§ **Activity**: For the listing below, report all lines that hold the word "BufWriter".

______________________________

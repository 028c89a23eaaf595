//! Intel HEX to boot program ROM.
//!
//! Data records are packed back to back in file order; the record address is
//! not used for placement. The boot ROM is 256 bytes and unused entries read
//! as `NOP` (0xEA). The program length is an 8-bit RTL parameter, so a program
//! may use at most 255 of them.

use std::io::Write;

use log::debug;

use crate::error::HexError;

pub const BOOT_CAPACITY: usize = 256;
pub const BOOT_FILL: u8 = 0xEA;
/// Longest program `boot_program_length` can describe.
pub const BOOT_MAX_LEN: usize = u8::MAX as usize;

#[derive(Debug, Clone, Copy, PartialEq, Eq)]
pub enum RecordKind {
    Data,
    EndOfFile,
    ExtendedSegmentAddress,
    StartSegmentAddress,
    ExtendedLinearAddress,
    StartLinearAddress,
}

impl RecordKind {
    fn from_code(code: u8) -> Option<Self> {
        Some(match code {
            0x00 => RecordKind::Data,
            0x01 => RecordKind::EndOfFile,
            0x02 => RecordKind::ExtendedSegmentAddress,
            0x03 => RecordKind::StartSegmentAddress,
            0x04 => RecordKind::ExtendedLinearAddress,
            0x05 => RecordKind::StartLinearAddress,
            _ => return None,
        })
    }
}

#[derive(Debug, Clone, PartialEq, Eq)]
pub struct HexRecord {
    pub address: u16,
    pub kind: RecordKind,
    pub data: Vec<u8>,
    pub checksum: u8,
}

impl HexRecord {
    /// Parses one `:LLAAAATT<data>CC` line. `line` is the 1-based line number
    /// used in errors.
    pub fn parse(text: &str, line: usize) -> Result<Self, HexError> {
        let body = text
            .trim()
            .strip_prefix(':')
            .ok_or(HexError::MissingStartCode { line })?;

        let bytes = hex::decode(body).map_err(|source| HexError::Digits { line, source })?;
        // length, address (2), type, checksum
        if bytes.len() < 5 {
            return Err(HexError::Truncated { line });
        }

        let declared = bytes[0];
        let data = &bytes[4..bytes.len() - 1];
        if data.len() != declared as usize {
            return Err(HexError::LengthMismatch { line, declared, found: data.len() });
        }

        let checksum = bytes[bytes.len() - 1];
        let sum = bytes[..bytes.len() - 1]
            .iter()
            .fold(0u8, |acc, b| acc.wrapping_add(*b));
        let expected = sum.wrapping_neg();
        if expected != checksum {
            return Err(HexError::Checksum { line, expected, found: checksum });
        }

        let kind = RecordKind::from_code(bytes[3])
            .ok_or(HexError::UnknownRecordType { line, kind: bytes[3] })?;

        Ok(Self {
            address: u16::from_be_bytes([bytes[1], bytes[2]]),
            kind,
            data: data.to_vec(),
            checksum,
        })
    }
}

/// Parses every record up to and including the end-of-file record. Blank
/// lines are skipped.
pub fn parse_records(text: &str) -> Result<Vec<HexRecord>, HexError> {
    let mut records = Vec::new();

    for (i, line) in text.lines().enumerate() {
        if line.trim().is_empty() {
            continue;
        }
        let record = HexRecord::parse(line, i + 1)?;
        debug!("record {:?} @{:04X} ({} bytes)", record.kind, record.address, record.data.len());

        let done = record.kind == RecordKind::EndOfFile;
        records.push(record);
        if done {
            break;
        }
    }

    Ok(records)
}

#[derive(Debug, Clone, PartialEq, Eq, Default)]
pub struct BootImage {
    bytes: Vec<u8>,
}

impl BootImage {
    pub fn from_records(records: &[HexRecord]) -> Result<Self, HexError> {
        let bytes: Vec<u8> = records
            .iter()
            .filter(|r| r.kind == RecordKind::Data)
            .flat_map(|r| r.data.iter().copied())
            .collect();

        if bytes.len() > BOOT_MAX_LEN {
            return Err(HexError::ImageTooLarge { len: bytes.len(), capacity: BOOT_MAX_LEN });
        }
        Ok(Self { bytes })
    }

    pub fn from_hex(text: &str) -> Result<Self, HexError> {
        Self::from_records(&parse_records(text)?)
    }

    pub fn bytes(&self) -> &[u8] {
        &self.bytes
    }

    pub fn len(&self) -> usize {
        self.bytes.len()
    }

    pub fn is_empty(&self) -> bool {
        self.bytes.is_empty()
    }

    /// Writes the `boot_program` array and its length parameter.
    pub fn write_sv<W: Write>(&self, out: &mut W) -> Result<(), HexError> {
        writeln!(out, "logic [7:0] boot_program[{}];", BOOT_CAPACITY)?;
        writeln!(out)?;
        writeln!(out, "assign boot_program = '{{")?;
        for (idx, byte) in self.bytes.iter().enumerate() {
            writeln!(out, "        {}: 8'h{:02X},", idx, byte)?;
        }
        writeln!(out, "        default: 8'h{:02X}", BOOT_FILL)?;
        writeln!(out, "    }};")?;
        writeln!(out, "parameter logic[7:0] boot_program_length = {};", self.bytes.len())?;
        Ok(())
    }
}
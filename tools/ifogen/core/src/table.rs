//! Table serializer.
//!
//! Merges caption literals into the scheduled slots, encodes each non-idle
//! action as one table row and renders the rows per bank.

use std::collections::BTreeMap;
use std::fs::File;
use std::io::{BufWriter, Write};
use std::path::{Path, PathBuf};

use log::info;
use serde::{Deserialize, Serialize};

use crate::action::{Action, Nibble, Paint};
use crate::config::{CompilerConfig, Encoding};
use crate::error::CompileError;
use crate::layout::LayoutPlan;

/// Folds the literal cells into the scheduler's slots. A caption character
/// replaces whatever the slot would have painted; a read on the same slot is
/// kept. Idle slots are dropped. The result is in slot order.
pub fn merge(scheduled: Vec<Action>, layout: &LayoutPlan, config: &CompilerConfig) -> Vec<Action> {
    let mut slots: BTreeMap<usize, Action> = scheduled
        .into_iter()
        .filter(|a| !a.is_idle())
        .map(|a| (a.slot, a))
        .collect();

    for literal in layout.cells() {
        let bank = config.bank_of_row(literal.cell.row);
        let action = slots
            .entry(literal.cell.address())
            .or_insert_with(|| Action::idle(literal.cell, bank));
        action.paint = Some(Paint::Literal { byte: literal.byte });
    }

    slots.into_values().collect()
}

/// Hardware meaning of the value field.
#[derive(Debug, Clone, Copy, PartialEq, Eq, Serialize, Deserialize)]
#[serde(rename_all = "snake_case")]
#[repr(u8)]
pub enum ValueType {
    FetchedHigh = 0,
    FetchedLow = 1,
    Literal = 2,
    AddressHigh = 3,
    AddressLow = 4,
}

impl ValueType {
    pub fn code(self) -> u8 {
        self as u8
    }
}

/// One entry of the lookup table.
#[derive(Debug, Clone, Copy, PartialEq, Eq, Serialize, Deserialize)]
pub struct TableRow {
    pub index: usize,
    /// Video address, 0 on read-only slots.
    pub address: usize,
    pub value_type: ValueType,
    pub value: u8,
    /// Prefetch offset on reads, display offset on address paints.
    pub secondary: u32,
    pub display_write: bool,
    pub memory_read: bool,
}

impl TableRow {
    pub fn encode(index: usize, action: &Action) -> Self {
        let (value_type, value, display_offset) = match action.paint {
            None => (ValueType::FetchedHigh, 0, None),
            Some(Paint::Fetched { nibble: Nibble::High, .. }) => (ValueType::FetchedHigh, 0, None),
            Some(Paint::Fetched { nibble: Nibble::Low, .. }) => (ValueType::FetchedLow, 0, None),
            Some(Paint::Literal { byte }) => (ValueType::Literal, byte, None),
            Some(Paint::CursorAddress { nibble, offset }) => {
                let value_type = match nibble {
                    Nibble::High => ValueType::AddressHigh,
                    Nibble::Low => ValueType::AddressLow,
                };
                (value_type, 0, Some(offset))
            }
        };
        debug_assert!(
            action.read.is_none() || display_offset.is_none(),
            "slot {} needs the secondary field twice",
            action.slot
        );

        Self {
            index,
            address: if action.paint.is_some() { action.cell.address() } else { 0 },
            value_type,
            value,
            secondary: action.read.or(display_offset).unwrap_or(0),
            display_write: action.paint.is_some(),
            memory_read: action.read.is_some(),
        }
    }
}

/// The rows of one physical bank.
#[derive(Debug, Clone, PartialEq, Eq, Serialize, Deserialize)]
pub struct BankTable {
    pub bank: usize,
    pub rows: Vec<TableRow>,
}

impl BankTable {
    /// Splits a merged, slot-ordered sequence into `bank_count` tables. Bank 0
    /// is numbered from `first_index`, later banks from 0.
    pub fn split(actions: &[Action], bank_count: usize, first_index: usize) -> Vec<BankTable> {
        let mut banks: Vec<BankTable> = (0..bank_count)
            .map(|bank| BankTable { bank, rows: Vec::new() })
            .collect();

        for action in actions {
            let table = &mut banks[action.bank];
            let base = if table.bank == 0 { first_index } else { 0 };
            let index = base + table.rows.len();
            table.rows.push(TableRow::encode(index, action));
        }

        banks
    }
}

#[derive(Debug, Clone, Copy, PartialEq, Eq, Default, Serialize, Deserialize)]
#[serde(rename_all = "snake_case")]
pub enum TableFormat {
    /// `name[i] = '{ ... };` assignment lines
    #[default]
    SystemVerilog,
    Json,
}

impl TableFormat {
    pub fn render<W: Write>(
        self,
        table: &BankTable,
        encoding: &Encoding,
        out: &mut W,
    ) -> Result<(), CompileError> {
        match self {
            TableFormat::SystemVerilog => render_sv(table, encoding, out),
            TableFormat::Json => {
                serde_json::to_writer_pretty(&mut *out, &JsonBank { name: &encoding.table_name, table })?;
                writeln!(out)?;
                Ok(())
            }
        }
    }
}

#[derive(Serialize)]
struct JsonBank<'a> {
    name: &'a str,
    #[serde(flatten)]
    table: &'a BankTable,
}

fn render_sv<W: Write>(table: &BankTable, encoding: &Encoding, out: &mut W) -> Result<(), CompileError> {
    let name = &encoding.table_name;
    let abits = encoding.address_bits;
    let dbits = encoding.diff_bits;
    let digits = encoding.diff_digits();

    for row in &table.rows {
        writeln!(
            out,
            "{}[{}] = '{{ v_ada: {}'d{}, v_din_t: {}, v_din: {}, adb_diff: {}'h{:0digits$X}, vram_write: {}, mem_read: {}}};",
            name,
            row.index,
            abits,
            row.address,
            row.value_type.code(),
            row.value,
            dbits,
            row.secondary,
            row.display_write as u8,
            row.memory_read as u8,
        )?;
    }
    Ok(())
}

/// Output of a full compilation.
#[derive(Debug, Clone, PartialEq, Eq)]
pub struct CompiledTables {
    pub banks: Vec<BankTable>,
    pub encoding: Encoding,
    /// Prefetch cursor after the last scheduled row.
    pub final_address: u64,
}

impl CompiledTables {
    pub fn entry_count(&self) -> usize {
        self.banks.iter().map(|b| b.rows.len()).sum()
    }

    pub fn render<W: Write>(&self, bank: usize, format: TableFormat, out: &mut W) -> Result<(), CompileError> {
        let table = self
            .banks
            .get(bank)
            .ok_or(CompileError::NoSuchBank { bank, banks: self.banks.len() })?;
        format.render(table, &self.encoding, out)
    }

    /// Renders bank `bank` to a string.
    pub fn to_text(&self, bank: usize, format: TableFormat) -> Result<String, CompileError> {
        let mut buf = Vec::new();
        self.render(bank, format, &mut buf)?;
        Ok(String::from_utf8_lossy(&buf).into_owned())
    }

    /// Writes every bank, one file each. A single bank goes to `path` itself;
    /// otherwise bank N goes to `<stem>_bankN.<ext>` beside it.
    pub fn write_files(&self, path: &Path, format: TableFormat) -> Result<Vec<PathBuf>, CompileError> {
        let mut written = Vec::with_capacity(self.banks.len());

        for table in &self.banks {
            let target = bank_path(path, table.bank, self.banks.len());
            let mut out = BufWriter::new(File::create(&target)?);
            format.render(table, &self.encoding, &mut out)?;
            out.flush()?;

            info!("bank {}: {} entries -> {}", table.bank, table.rows.len(), target.display());
            written.push(target);
        }

        Ok(written)
    }
}

pub fn bank_path(path: &Path, bank: usize, bank_count: usize) -> PathBuf {
    if bank_count <= 1 {
        return path.to_path_buf();
    }

    let stem = path.file_stem().map(|s| s.to_string_lossy().into_owned()).unwrap_or_default();
    let name = match path.extension() {
        Some(ext) => format!("{}_bank{}.{}", stem, bank, ext.to_string_lossy()),
        None => format!("{}_bank{}", stem, bank),
    };
    path.with_file_name(name)
}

______________________________

§ **Response box**:
use std::io::{BufWriter, Write};
            let mut out = BufWriter::new(File::create(&target)?);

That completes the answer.